//! In-memory ledger for tests and local development.
//!
//! Mints tokens into the treasury account, tracks balances per account and
//! records every topic message so tests can assert on what was mirrored.

use async_trait::async_trait;
use std::collections::HashMap;
use std::sync::atomic::{AtomicBool, Ordering};
use std::sync::Arc;
use tokio::sync::RwLock;

use crate::domain::foundation::{DomainError, ErrorCode};
use crate::ports::{
    LedgerGateway, MessageReceipt, TokenBalance, TokenReceipt, TokenDefinition, TransferReceipt,
    TransferRequest,
};

#[derive(Debug, Clone)]
struct TokenState {
    decimals: u8,
    balances: HashMap<String, u64>,
}

#[derive(Debug, Default)]
struct LedgerState {
    next_entity: u64,
    next_transaction: u64,
    tokens: HashMap<String, TokenState>,
    topics: HashMap<String, Vec<Vec<u8>>>,
}

impl LedgerState {
    fn next_token_id(&mut self) -> String {
        self.next_entity += 1;
        format!("0.0.{}", 9000 + self.next_entity)
    }

    fn next_transaction_id(&mut self) -> String {
        self.next_transaction += 1;
        format!("tx-{}", self.next_transaction)
    }
}

/// In-memory ledger.
#[derive(Debug, Clone, Default)]
pub struct InMemoryLedger {
    state: Arc<RwLock<LedgerState>>,
    reject_messages: Arc<AtomicBool>,
}

impl InMemoryLedger {
    pub fn new() -> Self {
        Self::default()
    }

    /// Make every subsequent `submit_message` fail (or succeed again).
    pub fn set_reject_messages(&self, reject: bool) {
        self.reject_messages.store(reject, Ordering::SeqCst);
    }

    /// Messages submitted to a topic, oldest first.
    pub async fn messages(&self, topic_id: &str) -> Vec<Vec<u8>> {
        self.state
            .read()
            .await
            .topics
            .get(topic_id)
            .cloned()
            .unwrap_or_default()
    }

    pub async fn token_count(&self) -> usize {
        self.state.read().await.tokens.len()
    }
}

fn ledger_error(message: impl Into<String>) -> DomainError {
    DomainError::new(ErrorCode::LedgerError, message)
}

#[async_trait]
impl LedgerGateway for InMemoryLedger {
    async fn create_token(&self, definition: &TokenDefinition) -> Result<TokenReceipt, DomainError> {
        if definition.symbol.trim().is_empty() {
            return Err(ledger_error("Token symbol is required"));
        }

        let mut state = self.state.write().await;
        let token_id = state.next_token_id();
        let transaction_id = state.next_transaction_id();
        let mut balances = HashMap::new();
        balances.insert(definition.treasury_account.clone(), definition.initial_supply);
        state.tokens.insert(
            token_id.clone(),
            TokenState {
                decimals: definition.decimals,
                balances,
            },
        );

        Ok(TokenReceipt {
            token_id,
            transaction_id,
        })
    }

    async fn submit_message(
        &self,
        topic_id: &str,
        message: &[u8],
    ) -> Result<MessageReceipt, DomainError> {
        if self.reject_messages.load(Ordering::SeqCst) {
            return Err(ledger_error(format!(
                "Topic {} rejected the message",
                topic_id
            )));
        }

        let mut state = self.state.write().await;
        let messages = state.topics.entry(topic_id.to_string()).or_default();
        messages.push(message.to_vec());

        Ok(MessageReceipt {
            topic_id: topic_id.to_string(),
            sequence_number: messages.len() as u64,
        })
    }

    async fn transfer(&self, request: &TransferRequest) -> Result<TransferReceipt, DomainError> {
        let mut state = self.state.write().await;
        let token = state
            .tokens
            .get_mut(&request.token_id)
            .ok_or_else(|| ledger_error(format!("Unknown token {}", request.token_id)))?;

        let available = token
            .balances
            .get(&request.from_account)
            .copied()
            .unwrap_or(0);
        if available < request.amount {
            return Err(ledger_error(format!(
                "Insufficient token balance: {} < {}",
                available, request.amount
            )));
        }

        token
            .balances
            .insert(request.from_account.clone(), available - request.amount);
        *token
            .balances
            .entry(request.to_account.clone())
            .or_insert(0) += request.amount;

        Ok(TransferReceipt {
            transaction_id: state.next_transaction_id(),
            status: "SUCCESS".to_string(),
        })
    }

    async fn get_balance(
        &self,
        account_id: &str,
        token_id: &str,
    ) -> Result<TokenBalance, DomainError> {
        let state = self.state.read().await;
        let token = state
            .tokens
            .get(token_id)
            .ok_or_else(|| ledger_error(format!("Unknown token {}", token_id)))?;

        Ok(TokenBalance {
            account_id: account_id.to_string(),
            token_id: token_id.to_string(),
            balance: token.balances.get(account_id).copied().unwrap_or(0),
            decimals: token.decimals,
        })
    }
}

#[cfg(test)]
mod tests {
    use super::*;

    fn definition(supply: u64) -> TokenDefinition {
        TokenDefinition {
            name: "Water Works".to_string(),
            symbol: "H2O".to_string(),
            decimals: 2,
            initial_supply: supply,
            treasury_account: "treasury".to_string(),
            memo: None,
        }
    }

    #[tokio::test]
    async fn minted_supply_sits_in_treasury() {
        let ledger = InMemoryLedger::new();
        let receipt = ledger.create_token(&definition(1000)).await.unwrap();
        let balance = ledger
            .get_balance("treasury", &receipt.token_id)
            .await
            .unwrap();
        assert_eq!(balance.balance, 1000);
        assert_eq!(ledger.token_count().await, 1);
    }

    #[tokio::test]
    async fn transfer_moves_balance() {
        let ledger = InMemoryLedger::new();
        let token = ledger.create_token(&definition(1000)).await.unwrap().token_id;
        ledger
            .transfer(&TransferRequest {
                token_id: token.clone(),
                from_account: "treasury".to_string(),
                to_account: "alice".to_string(),
                amount: 300,
            })
            .await
            .unwrap();

        assert_eq!(ledger.get_balance("alice", &token).await.unwrap().balance, 300);
        assert_eq!(ledger.get_balance("treasury", &token).await.unwrap().balance, 700);
        assert_eq!(ledger.get_balance("bob", &token).await.unwrap().balance, 0);
    }

    #[tokio::test]
    async fn overdraft_is_rejected() {
        let ledger = InMemoryLedger::new();
        let token = ledger.create_token(&definition(10)).await.unwrap().token_id;
        let err = ledger
            .transfer(&TransferRequest {
                token_id: token,
                from_account: "treasury".to_string(),
                to_account: "alice".to_string(),
                amount: 11,
            })
            .await
            .unwrap_err();
        assert_eq!(err.code, ErrorCode::LedgerError);
    }

    #[tokio::test]
    async fn messages_are_sequenced_per_topic() {
        let ledger = InMemoryLedger::new();
        let first = ledger.submit_message("a", b"1").await.unwrap();
        let second = ledger.submit_message("a", b"2").await.unwrap();
        let other = ledger.submit_message("b", b"3").await.unwrap();
        assert_eq!(first.sequence_number, 1);
        assert_eq!(second.sequence_number, 2);
        assert_eq!(other.sequence_number, 1);
        assert_eq!(ledger.messages("a").await, vec![b"1".to_vec(), b"2".to_vec()]);
    }

    #[tokio::test]
    async fn rejecting_mode_fails_messages() {
        let ledger = InMemoryLedger::new();
        ledger.set_reject_messages(true);
        assert!(ledger.submit_message("a", b"1").await.is_err());
        ledger.set_reject_messages(false);
        assert!(ledger.submit_message("a", b"1").await.is_ok());
    }
}
//! Infravest - Micro-investment backend for tokenized infrastructure projects
//!
//! This crate scores investor risk, matches investors to projects, generates
//! ranked recommendations, simulates investments and portfolio performance,
//! and mirrors every state change to a distributed ledger.

pub mod adapters;
pub mod application;
pub mod config;
pub mod domain;
pub mod ports;
//! KeyValueStore port - Small shared caches keyed by string.
//!
//! Holds the latest recommendation record per investor and cached token
//! balances. Values are JSON so any serde type can be stored.

use async_trait::async_trait;
use serde::de::DeserializeOwned;
use serde::Serialize;
use serde_json::Value as JsonValue;
use std::time::Duration;

use crate::domain::foundation::{DomainError, ErrorCode};

/// Port for a key-value store with optional expiry.
///
/// # Contract
///
/// - `set` replaces any existing value atomically (last write wins)
/// - An expired key reads as absent
/// - `evict` on a missing key succeeds
#[async_trait]
pub trait KeyValueStore: Send + Sync {
    async fn get(&self, key: &str) -> Result<Option<JsonValue>, DomainError>;

    /// Store `value`; `ttl` of `None` keeps it until replaced or evicted.
    async fn set(
        &self,
        key: &str,
        value: JsonValue,
        ttl: Option<Duration>,
    ) -> Result<(), DomainError>;

    async fn evict(&self, key: &str) -> Result<(), DomainError>;
}

/// Reads and deserializes a value.
pub async fn get_typed<T: DeserializeOwned>(
    store: &dyn KeyValueStore,
    key: &str,
) -> Result<Option<T>, DomainError> {
    match store.get(key).await? {
        Some(value) => serde_json::from_value(value).map(Some).map_err(|e| {
            DomainError::new(
                ErrorCode::CacheError,
                format!("Failed to decode cached value for {}: {}", key, e),
            )
        }),
        None => Ok(None),
    }
}

/// Serializes and stores a value.
pub async fn set_typed<T: Serialize + Sync>(
    store: &dyn KeyValueStore,
    key: &str,
    value: &T,
    ttl: Option<Duration>,
) -> Result<(), DomainError> {
    let json = serde_json::to_value(value).map_err(|e| {
        DomainError::new(
            ErrorCode::CacheError,
            format!("Failed to encode value for {}: {}", key, e),
        )
    })?;
    store.set(key, json, ttl).await
}
//! A position in a single project.

use serde::{Deserialize, Serialize};

use crate::domain::foundation::ProjectId;
use crate::domain::project::ProjectCategory;

/// Position held in one project. Unique per project within a portfolio.
#[derive(Debug, Clone, PartialEq, Serialize, Deserialize)]
pub struct Holding {
    pub project_id: ProjectId,
    pub category: ProjectCategory,
    /// Total amount invested.
    pub amount: f64,
    pub units: f64,
    /// Amount-weighted average price paid per unit.
    pub entry_price: f64,
    #[serde(default, skip_serializing_if = "Option::is_none")]
    pub current_price: Option<f64>,
    /// True while every contribution to the position was simulated.
    #[serde(default)]
    pub simulated: bool,
}

impl Holding {
    /// Units valued at the current price, or the entry price when unpriced.
    pub fn market_value(&self) -> f64 {
        self.units * self.current_price.unwrap_or(self.entry_price)
    }

    /// Returns the position with another contribution folded in.
    pub(crate) fn accumulate(&self, amount: f64, units: f64, simulated: bool) -> Self {
        let total_amount = self.amount + amount;
        let total_units = self.units + units;
        let entry_price = if total_units > 0.0 {
            total_amount / total_units
        } else {
            self.entry_price
        };
        Self {
            amount: total_amount,
            units: total_units,
            entry_price,
            simulated: self.simulated && simulated,
            ..self.clone()
        }
    }
}

#[cfg(test)]
mod tests {
    use super::*;

    fn holding() -> Holding {
        Holding {
            project_id: ProjectId::new(),
            category: ProjectCategory::Energy,
            amount: 100.0,
            units: 100.0,
            entry_price: 1.0,
            current_price: None,
            simulated: true,
        }
    }

    #[test]
    fn market_value_falls_back_to_entry_price() {
        assert_eq!(holding().market_value(), 100.0);
        let priced = Holding {
            current_price: Some(1.5),
            ..holding()
        };
        assert_eq!(priced.market_value(), 150.0);
    }

    #[test]
    fn accumulate_averages_entry_price() {
        // 100 units at 1.0 then 50 units at 2.0
        let merged = holding().accumulate(100.0, 50.0, true);
        assert_eq!(merged.amount, 200.0);
        assert_eq!(merged.units, 150.0);
        assert!((merged.entry_price - 200.0 / 150.0).abs() < 1e-12);
        assert!(merged.simulated);
    }

    #[test]
    fn real_contribution_makes_position_real() {
        let merged = holding().accumulate(10.0, 10.0, false);
        assert!(!merged.simulated);
    }
}
//! HTTP middleware for axum.
//!
//! - `auth` - Authentication middleware and extractor
//! - `request_id` - Correlation id extractor

pub mod auth;
pub mod request_id;

pub use auth::{auth_middleware, bearer_token, AuthRejection, AuthState, RequireAuth};
pub use request_id::{RequestId, REQUEST_ID_HEADER};
//! Bearer authentication for the `/api` routes.
//!
//! `auth_middleware` resolves the token through the `SessionValidator` port
//! and stores the investor in the request extensions. Handlers take
//! `RequireAuth` to demand one.

use std::sync::Arc;

use async_trait::async_trait;
use axum::{
    extract::{FromRequestParts, Request, State},
    http::{header::AUTHORIZATION, request::Parts, HeaderMap, StatusCode},
    middleware::Next,
    response::{IntoResponse, Response},
    Json,
};

use crate::adapters::http::error::ErrorResponse;
use crate::domain::foundation::{AuthError, AuthenticatedUser};
use crate::ports::SessionValidator;

pub type AuthState = Arc<dyn SessionValidator>;

/// The token in `Authorization: Bearer <token>`, if non-blank.
pub fn bearer_token(headers: &HeaderMap) -> Option<&str> {
    let value = headers.get(AUTHORIZATION)?.to_str().ok()?;
    let token = value.strip_prefix("Bearer ")?.trim();
    (!token.is_empty()).then_some(token)
}

/// Requests without a token pass through so public routes keep working;
/// a token that fails validation is answered here.
pub async fn auth_middleware(
    State(validator): State<AuthState>,
    mut request: Request,
    next: Next,
) -> Response {
    let token = match bearer_token(request.headers()) {
        Some(token) => token.to_owned(),
        None => return next.run(request).await,
    };

    match validator.validate(&token).await {
        Ok(user) => {
            tracing::debug!(user_id = %user.id, "Authenticated request");
            request.extensions_mut().insert(user);
            next.run(request).await
        }
        Err(e) => AuthRejection::from(e).into_response(),
    }
}

/// The authenticated investor; rejects with 401 when there is none.
#[derive(Debug, Clone)]
pub struct RequireAuth(pub AuthenticatedUser);

#[async_trait]
impl<S> FromRequestParts<S> for RequireAuth
where
    S: Send + Sync,
{
    type Rejection = AuthRejection;

    async fn from_request_parts(parts: &mut Parts, _state: &S) -> Result<Self, Self::Rejection> {
        match parts.extensions.get::<AuthenticatedUser>() {
            Some(user) => Ok(RequireAuth(user.clone())),
            None => Err(AuthRejection::Unauthenticated),
        }
    }
}

#[derive(Debug, Clone, PartialEq, Eq)]
pub enum AuthRejection {
    Unauthenticated,
    Rejected(AuthError),
}

impl From<AuthError> for AuthRejection {
    fn from(error: AuthError) -> Self {
        AuthRejection::Rejected(error)
    }
}

impl IntoResponse for AuthRejection {
    fn into_response(self) -> Response {
        let (status, code, message) = match self {
            AuthRejection::Unauthenticated => (
                StatusCode::UNAUTHORIZED,
                "UNAUTHENTICATED",
                "Authentication required".to_string(),
            ),
            AuthRejection::Rejected(AuthError::TokenExpired) => (
                StatusCode::UNAUTHORIZED,
                "TOKEN_EXPIRED",
                "Token expired".to_string(),
            ),
            AuthRejection::Rejected(AuthError::ServiceUnavailable(reason)) => {
                tracing::error!(%reason, "Session validation unavailable");
                (
                    StatusCode::SERVICE_UNAVAILABLE,
                    "AUTH_UNAVAILABLE",
                    "Authentication service unavailable".to_string(),
                )
            }
            AuthRejection::Rejected(_) => (
                StatusCode::UNAUTHORIZED,
                "INVALID_TOKEN",
                "Invalid token".to_string(),
            ),
        };
        (status, Json(ErrorResponse::new(code, message))).into_response()
    }
}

=====

## PROBLEM REQUIREMENTS
Lines from the top of the data above through the line containing "use tokio::sync::RwLock;" must be repeated exactly. All other lines stay out.

## EXERCISE SOLUTION
//! In-memory ledger for tests and local development.
//!
//! Mints tokens into the treasury account, tracks balances per account and
//! records every topic message so tests can assert on what was mirrored.

use async_trait::async_trait;
use std::collections::HashMap;
use std::sync::atomic::{AtomicBool, Ordering};
use std::sync::Arc;
use tokio::sync::RwLock;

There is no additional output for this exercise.